Brief :: Check every line of the data below for "both". Copy each one that has it.

Entries shown ::
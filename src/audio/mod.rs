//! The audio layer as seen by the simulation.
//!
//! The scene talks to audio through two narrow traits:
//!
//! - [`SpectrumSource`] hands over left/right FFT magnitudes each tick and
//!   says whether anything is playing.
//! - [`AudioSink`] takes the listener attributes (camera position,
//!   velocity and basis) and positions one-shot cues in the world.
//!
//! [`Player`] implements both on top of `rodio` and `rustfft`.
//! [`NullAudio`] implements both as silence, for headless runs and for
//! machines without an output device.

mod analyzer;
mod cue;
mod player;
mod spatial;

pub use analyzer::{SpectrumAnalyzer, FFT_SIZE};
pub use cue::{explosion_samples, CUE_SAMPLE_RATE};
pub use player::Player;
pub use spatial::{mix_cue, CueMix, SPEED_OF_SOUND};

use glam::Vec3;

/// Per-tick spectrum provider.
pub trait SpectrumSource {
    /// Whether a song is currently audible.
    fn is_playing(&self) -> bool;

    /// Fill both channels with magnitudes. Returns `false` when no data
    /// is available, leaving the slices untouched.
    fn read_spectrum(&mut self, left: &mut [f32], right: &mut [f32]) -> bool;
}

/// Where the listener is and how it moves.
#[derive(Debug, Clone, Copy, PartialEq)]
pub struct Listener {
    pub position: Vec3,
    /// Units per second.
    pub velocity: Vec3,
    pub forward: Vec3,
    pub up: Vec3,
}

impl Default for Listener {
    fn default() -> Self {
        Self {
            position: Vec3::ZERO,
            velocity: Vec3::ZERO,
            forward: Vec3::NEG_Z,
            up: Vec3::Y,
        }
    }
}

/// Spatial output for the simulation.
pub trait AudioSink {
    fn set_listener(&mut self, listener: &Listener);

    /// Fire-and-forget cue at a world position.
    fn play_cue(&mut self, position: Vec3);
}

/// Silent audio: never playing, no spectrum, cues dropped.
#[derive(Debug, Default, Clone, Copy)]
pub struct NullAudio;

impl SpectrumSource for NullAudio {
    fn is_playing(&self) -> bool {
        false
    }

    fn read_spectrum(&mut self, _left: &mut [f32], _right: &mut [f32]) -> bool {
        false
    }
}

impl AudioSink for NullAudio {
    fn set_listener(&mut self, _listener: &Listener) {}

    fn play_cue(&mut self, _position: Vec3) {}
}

Solution to the exercise ::
//! [`Player`] implements both on top of `rodio` and `rustfft`.
//! [`NullAudio`] implements both as silence, for headless runs and for
    /// Fill both channels with magnitudes. Returns `false` when no data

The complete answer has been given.